WHAT THE EXERCISE ASKS: Every line from the top of the material through the line holding "transport (for testing)." should be copied exactly, and only those lines.

SUPPLIED MATERIAL:
┌──

//! Authenticated client for the TCGplayer catalog and pricing API.

use crate::api::batch::{batch_and_merge, IdList};
use crate::api::manifest::Manifest;
use crate::api::pricing::ProductPriceList;
use crate::api::record::{Field, Record};
use crate::api::response::{ApiResponse, QueryContext};
use crate::api::token::{BearerToken, TokenState};
use crate::api::transport::{Body, HttpRequest, HttpTransport, Method, Params, Transport};
use crate::config::Config;
use crate::error::{AuthError, Result, TransportError};
use serde_json::{json, Value};
use std::sync::{PoisonError, RwLock};
use std::time::Duration;
use tracing::{debug, info, warn};

/// Sent in place of a token before the client has authenticated.
const NO_TOKEN: &str = "none";

/// Error text the API uses when the bearer token is missing or stale.
const BEARER_TOKEN_ERROR: &str = "bearer token";

/// Per-call query flags.
#[derive(Debug, Clone, Copy, Default, PartialEq, Eq)]
pub struct QueryOptions {
    /// Send parameters as a JSON body with POST instead of a GET query string.
    pub post: bool,
    /// Return bearer-token errors instead of re-authenticating.
    pub noretry: bool,
}

impl QueryOptions {
    pub fn post() -> Self {
        Self { post: true, noretry: false }
    }

    pub fn noretry(mut self) -> Self {
        self.noretry = true;
        self
    }
}

/// TCGplayer API client.
///
/// Holds the bearer token; everything else is fixed at construction.
pub struct TcgClient {
    transport: Box<dyn Transport>,
    base_url: String,
    user_agent: String,
    public_key: Option<String>,
    private_key: Option<String>,
    noretry: bool,
    batch_size: usize,
    bearer_token: RwLock<Option<BearerToken>>,
}

impl TcgClient {
    /// Creates a client backed by the HTTP transport.
    pub fn new(config: &Config) -> Result<Self> {
        let transport =
            HttpTransport::new(Duration::from_secs(config.timeout_secs), config.proxy.as_deref())?;
        Ok(Self::with_transport(config, transport))
    }

    /// Creates a client with a custom transport (for testing).
    pub fn with_transport(config: &Config, transport: impl Transport + 'static) -> Self {
        Self {
            transport: Box::new(transport),
            base_url: config.base_url.trim_end_matches('/').to_string(),
            user_agent: config.user_agent.clone(),
            public_key: config.public_key.clone(),
            private_key: config.private_key.clone(),
            noretry: config.noretry,
            batch_size: config.batch_size,
            bearer_token: RwLock::new(None),
        }
    }

    /// Starts with a previously issued token.
    pub fn with_bearer_token(self, token: BearerToken) -> Self {
        self.set_bearer_token(Some(token));
        self
    }

    pub fn bearer_token(&self) -> Option<BearerToken> {
        self.bearer_token.read().unwrap_or_else(PoisonError::into_inner).clone()
    }

    pub fn set_bearer_token(&self, token: Option<BearerToken>) {
        *self.bearer_token.write().unwrap_or_else(PoisonError::into_inner) = token;
    }

    /// Token validity right now.
    pub fn token_state(&self) -> TokenState {
        TokenState::of(self.bearer_token().as_ref())
    }

    pub fn base_url(&self) -> &str {
        &self.base_url
    }

    fn token_url(&self) -> String {
        format!("{}/token", self.base_url)
    }

    fn catalog_url(&self) -> String {
        format!("{}/catalog", self.base_url)
    }

    fn categories_url(&self) -> String {
        format!("{}/categories", self.catalog_url())
    }

    fn pricing_url(&self) -> String {
        format!("{}/pricing", self.base_url)
    }

    /// Exchanges client credentials for a bearer token and stores it.
    ///
    /// Keys given here take precedence over the ones from the configuration.
    pub async fn authenticate(
        &self,
        public_key: Option<&str>,
        private_key: Option<&str>,
    ) -> std::result::Result<BearerToken, AuthError> {
        let public_key = public_key.or(self.public_key.as_deref());
        let private_key = private_key.or(self.private_key.as_deref());
        let (Some(public_key), Some(private_key)) = (public_key, private_key) else {
            return Err(AuthError::MissingCredentials);
        };

        info!("Requesting bearer token");

        let request = HttpRequest {
            method: Method::Post,
            url: self.token_url(),
            auth_token: None,
            user_agent: self.user_agent.clone(),
            body: Body::Form(vec![
                ("grant_type".to_string(), "client_credentials".to_string()),
                ("client_id".to_string(), public_key.to_string()),
                ("client_secret".to_string(), private_key.to_string()),
            ]),
        };

        let body = match self.transport.send(request).await {
            Ok(raw) => raw.body,
            // Bad credentials come back as a non-2xx OAuth error object.
            Err(TransportError::Status { status, body }) => match oauth_error(&body) {
                Some(error) => error,
                None => return Err(TransportError::Status { status, body }.into()),
            },
            Err(e) => return Err(e.into()),
        };
        let token = BearerToken::from_response(&body)?;
        debug!("Bearer token issued, expires at {}", token.expires_at);

        self.set_bearer_token(Some(token.clone()));
        Ok(token)
    }

    /// Runs a query, re-authenticating and retrying once if the API rejects
    /// the bearer token.
    ///
    /// The retry is skipped when `options.noretry` or the client-level
    /// `noretry` is set. A second bearer-token error is returned as-is.
    pub async fn query(
        &self,
        url: &str,
        params: Params,
        options: QueryOptions,
    ) -> Result<ApiResponse<'_>> {
        let response = self.query_once(url, &params, options).await?;

        if options.noretry || self.noretry || !response.has_error_matching(BEARER_TOKEN_ERROR) {
            return Ok(response);
        }

        warn!("Bearer token rejected for {}, re-authenticating", url);
        self.authenticate(None, None).await?;
        self.query_once(url, &params, options).await
    }

    /// A single request with no retry.
    async fn query_once(
        &self,
        url: &str,
        params: &Params,
        options: QueryOptions,
    ) -> Result<ApiResponse<'_>> {
        debug!("Query: {} params: {}", url, serde_json::Value::Object(params.clone()));

        let auth_token = self.bearer_token().map_or_else(|| NO_TOKEN.to_string(), |t| t.token);
        let (method, body) = if options.post {
            (Method::Post, Body::Json(params.clone()))
        } else {
            (Method::Get, Body::Query(params.clone()))
        };

        let request = HttpRequest {
            method,
            url: url.to_string(),
            auth_token: Some(auth_token),
            user_agent: self.user_agent.clone(),
            body,
        };

        let raw = self.transport.send(request).await?;
        let record = Record::from_value(raw.body).ok_or_else(|| {
            TransportError::Decode(format!("expected a JSON object from {}", url))
        })?;

        let context = QueryContext { url: url.to_string(), params: params.clone(), options };
        Ok(ApiResponse::attached(record, raw.status, context, self))
    }

    /// Lists categories. Supports `limit`, `offset`, `sortOrder`, `sortDesc`.
    pub async fn categories(&self, params: Params) -> Result<ApiResponse<'_>> {
        info!("Listing categories");
        self.query(&self.categories_url(), params, QueryOptions::default()).await
    }

    /// Details for one or more categories.
    pub async fn category_details(&self, ids: impl Into<IdList>) -> Result<ApiResponse<'_>> {
        let ids = ids.into();
        info!("Fetching category details: {}", ids.join());
        let url = format!("{}/{}", self.categories_url(), ids.join());
        self.query(&url, Params::new(), QueryOptions::default()).await
    }

    /// Sort options and filters available when searching a category.
    pub async fn category_search_manifest(&self, category_id: u64) -> Result<Manifest<'_>> {
        info!("Fetching search manifest for category {}", category_id);
        let url = format!("{}/{}/search/manifest", self.categories_url(), category_id);
        let response = self.query(&url, Params::new(), QueryOptions::default()).await?;
        Ok(Manifest::new(response))
    }

    /// Searches a category for product ids.
    ///
    /// `params` may carry `sort`, `limit`, `offset` and `filters`
    /// (`[{"name": ..., "values": [...]}]`). Iterating the response walks
    /// every matching id.
    pub async fn category_search_products(
        &self,
        category_id: u64,
        params: Params,
    ) -> Result<ApiResponse<'_>> {
        info!("Searching category {}", category_id);
        let url = format!("{}/{}/search", self.categories_url(), category_id);
        self.query(&url, params, QueryOptions::post()).await
    }

    /// Product details for any number of ids, batched and merged.
    pub async fn product_details(
        &self,
        ids: impl Into<IdList>,
        params: Params,
    ) -> Result<ApiResponse<'_>> {
        let ids = ids.into();
        info!("Fetching details for {} products", ids.len());

        batch_and_merge(ids, self.batch_size, |chunk| {
            let url = format!("{}/products/{}", self.catalog_url(), chunk.join());
            let params = params.clone();
            async move { self.query(&url, params, QueryOptions::default()).await }
        })
        .await
    }

    /// Market prices for any number of product ids, batched, merged and
    /// grouped by product.
    pub async fn product_pricing(&self, ids: impl Into<IdList>) -> Result<ProductPriceList> {
        let ids = ids.into();
        info!("Fetching prices for {} products", ids.len());

        let merged = batch_and_merge(ids, self.batch_size, |chunk| {
            let url = format!("{}/product/{}", self.pricing_url(), chunk.join());
            async move { self.query(&url, Params::new(), QueryOptions::default()).await }
        })
        .await?;

        Ok(ProductPriceList::new(merged.into_record()))
    }

    /// First category whose name contains `pattern`, ignoring case. Walks
    /// every page of the category listing.
    pub async fn find_category(&self, pattern: &str) -> Result<Option<Record>> {
        let needle = pattern.to_lowercase();
        let params = json!({ "limit": 100 }).as_object().cloned().unwrap_or_default();
        let listing = self.categories(params).await?;

        let mut pages = listing.items();
        while let Some(item) = pages.next().await? {
            if let Field::Record(category) = item {
                let matches =
                    category.get_str("name").is_some_and(|n| n.to_lowercase().contains(&needle));
                if matches {
                    return Ok(Some(category));
                }
            }
        }

        Ok(None)
    }
}

/// The `{"error": ..}` object a token endpoint sends with a 4xx status.
fn oauth_error(body: &str) -> Option<Value> {
    serde_json::from_str::<Value>(body).ok().filter(|v| v.get("error").is_some())
}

└──

COMPLETED TASK:
//! Authenticated client for the TCGplayer catalog and pricing API.

use crate::api::batch::{batch_and_merge, IdList};
use crate::api::manifest::Manifest;
use crate::api::pricing::ProductPriceList;
use crate::api::record::{Field, Record};
use crate::api::response::{ApiResponse, QueryContext};
use crate::api::token::{BearerToken, TokenState};
use crate::api::transport::{Body, HttpRequest, HttpTransport, Method, Params, Transport};
use crate::config::Config;
use crate::error::{AuthError, Result, TransportError};
use serde_json::{json, Value};
use std::sync::{PoisonError, RwLock};
use std::time::Duration;
use tracing::{debug, info, warn};

/// Sent in place of a token before the client has authenticated.
const NO_TOKEN: &str = "none";

/// Error text the API uses when the bearer token is missing or stale.
const BEARER_TOKEN_ERROR: &str = "bearer token";

/// Per-call query flags.
#[derive(Debug, Clone, Copy, Default, PartialEq, Eq)]
pub struct QueryOptions {
    /// Send parameters as a JSON body with POST instead of a GET query string.
    pub post: bool,
    /// Return bearer-token errors instead of re-authenticating.
    pub noretry: bool,
}

impl QueryOptions {
    pub fn post() -> Self {
        Self { post: true, noretry: false }
    }

    pub fn noretry(mut self) -> Self {
        self.noretry = true;
        self
    }
}

/// TCGplayer API client.
///
/// Holds the bearer token; everything else is fixed at construction.
pub struct TcgClient {
    transport: Box<dyn Transport>,
    base_url: String,
    user_agent: String,
    public_key: Option<String>,
    private_key: Option<String>,
    noretry: bool,
    batch_size: usize,
    bearer_token: RwLock<Option<BearerToken>>,
}

impl TcgClient {
    /// Creates a client backed by the HTTP transport.
    pub fn new(config: &Config) -> Result<Self> {
        let transport =
            HttpTransport::new(Duration::from_secs(config.timeout_secs), config.proxy.as_deref())?;
        Ok(Self::with_transport(config, transport))
    }

    /// Creates a client with a custom transport (for testing).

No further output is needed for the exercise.